Deadpool is a rollicking good time (not for the whole family) and a good foray into superhero movies – if you’re not that into superhero movies.
Deadpool is available to stream via HBOgo with subscription
Do you ever have the feeling that big brother is watching you? Laura Poitras’ breathtaking 2014 documentary CitizenFour fearlessly delves into how much big brother is watching – and how little it wants the American public to know about it.
The film starts with Poitras being contacted through encrypted email by a mysterious source with compromising information that United States government wants to keep hidden. Poitras –along with Journalist Glenn Greenwald –meet with the source in Hong Kong who later reveals himself to be Edward Snowden. The core of the film subsists of the interviews and actions that follow over the next few days in Snowden’s Hong Kong hotel room while the media around the world reacts the leak of once-confidential information. Poitras positions Snowden to be a brave hero – a David – standing up to the goliath of the United States government. She highlights small moments of Snowden, which to anyone could appear paranoid, thinking that the government could be listening in through the phone. However, when he reveals how in depth the NSA spying has become, it made me rethink how I protect my privacy on the web and in daily life. Greenwald echoes my sentiment but soon realizes the gravity of what Snowden knows and works perfectly as a mirror for the unknowing viewer to grasp the unsettling information that is being revealed.
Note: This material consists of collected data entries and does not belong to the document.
// Copyright (c) 2025 Dimitris Kafetzis
//
// Licensed under the MIT License.
// See LICENSE file in the project root for full license information.
//
// SPDX-License-Identifier: MIT

//! The sliding pose window fed to the predictor.
//!
//! The window is a fixed-capacity ring buffer that only exists full: it is
//! built from exactly `capacity` seed poses and every push evicts the oldest
//! entry, so its length equals its capacity at every observable point.
//!
//! ```text
//!  slots: [ p4 | p5 | p2 | p3 ]      head = 2
//!                      ▲ oldest
//!  iter(): p2, p3, p4, p5
//! ```

use crate::{PoseError, PoseVector, COORDS_PER_JOINT};
use tensor_core::{Shape, Tensor};

/// Fixed-capacity FIFO of pose vectors.
#[derive(Debug, Clone)]
pub struct PoseWindow {
    slots: Vec<PoseVector>,
    /// Index of the oldest pose.
    head: usize,
    dim: usize,
}

impl PoseWindow {
    /// Builds a full window from exactly `capacity` seed poses.
    ///
    /// # Errors
    /// [`PoseError::SeedLength`] if the seed length differs from `capacity`,
    /// [`PoseError::DimensionMismatch`] if the poses differ in length.
    pub fn from_seed(seed: Vec<PoseVector>, capacity: usize) -> Result<Self, PoseError> {
        if capacity == 0 {
            return Err(PoseError::EmptyWindow);
        }
        if seed.len() != capacity {
            return Err(PoseError::SeedLength {
                capacity,
                actual: seed.len(),
            });
        }
        let dim = seed[0].len();
        if let Some(bad) = seed.iter().find(|p| p.len() != dim) {
            return Err(PoseError::DimensionMismatch {
                expected: dim,
                actual: bad.len(),
            });
        }
        Ok(Self {
            slots: seed,
            head: 0,
            dim,
        })
    }

    /// Appends `pose` as the newest entry and returns the evicted oldest one.
    pub fn push(&mut self, pose: PoseVector) -> Result<PoseVector, PoseError> {
        if pose.len() != self.dim {
            return Err(PoseError::DimensionMismatch {
                expected: self.dim,
                actual: pose.len(),
            });
        }
        let evicted = std::mem::replace(&mut self.slots[self.head], pose);
        self.head = (self.head + 1) % self.slots.len();
        Ok(evicted)
    }

    /// Number of poses held; always equal to [`Self::capacity`].
    pub fn len(&self) -> usize {
        self.slots.len()
    }

    pub fn capacity(&self) -> usize {
        self.slots.len()
    }

    /// Always `false`: a window cannot be built empty.
    pub fn is_empty(&self) -> bool {
        false
    }

    /// Length of each pose vector.
    pub fn pose_dim(&self) -> usize {
        self.dim
    }

    /// The oldest pose.
    pub fn oldest(&self) -> &PoseVector {
        &self.slots[self.head]
    }

    /// The most recently pushed (or last seed) pose.
    pub fn newest(&self) -> &PoseVector {
        let cap = self.slots.len();
        &self.slots[(self.head + cap - 1) % cap]
    }

    /// Iterates poses from oldest to newest.
    pub fn iter(&self) -> impl Iterator<Item = &PoseVector> {
        let (tail, front) = self.slots.split_at(self.head);
        front.iter().chain(tail.iter())
    }

    /// Lays the window out as a `(1, C, T, V)` tensor.
    ///
    /// `value(c, t, v) = window[t][v * C + c]`, with `C` coordinates per
    /// joint, matching the joint-major flattening of each pose.
    pub fn to_tensor(&self) -> Result<Tensor, PoseError> {
        let c_count = COORDS_PER_JOINT;
        if self.dim % c_count != 0 {
            return Err(PoseError::DimensionMismatch {
                expected: self.dim - self.dim % c_count,
                actual: self.dim,
            });
        }
        let joints = self.dim / c_count;
        let t_len = self.len();
        let mut data = vec![0.0f32; self.dim * t_len];
        for (t, pose) in self.iter().enumerate() {
            let values = pose.as_slice();
            for v in 0..joints {
                for c in 0..c_count {
                    data[(c * t_len + t) * joints + v] = values[v * c_count + c];
                }
            }
        }
        Ok(Tensor::from_vec(Shape::nctv(1, c_count, t_len, joints), data)?)
    }
}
When Snowden reveals his identity the American news media and government rebrand his whistleblower appearance as that of a terrorist. Throughout the interviews Poitras intersperse interviews and observations from leading privacy experts and whistleblowers commending Snowden and condemning the United States government for their invasive techniques. As Greenwald and Poitras try to continue to push the information to the public. The reach and strength of big government continues to push back on the journalists as pressure becomes so strong that the UK government forces the Guardian to destroy the hard drive given to them under the guise of national security. As well as detaining Greenwald’s partner for no discernible reason other than fear.
This turn of events cause Snowden to plead asylum in Russia. Which is where the film ends with him reuniting with Poitras and Greenwald to discuss another source that has come forward with even more damming information. Though this time Greenwald knows that someone could be watching, writing down information and than ripping it to pieces. Poitras lets the camera linger on this moment to show, not only how much they have been affected by the presence of big brother but what else the government might be doing without the public’s knowledge.
The film strongly supports Snowden’s point of view and viewpoint and Poitras actively inserts her personal issues with the government into the film. Though without that bias she would never have been able to achieve the access that she gained with Snowden. Which gives the viewer an in-depth view into Snowden and what the NSA has been doing to the American public, in a far more personal way that any other news story on the subject. As it is an election year, I would definitely recommend anyone on both sides of the political spectrum to watch the film and see how you view your privacy.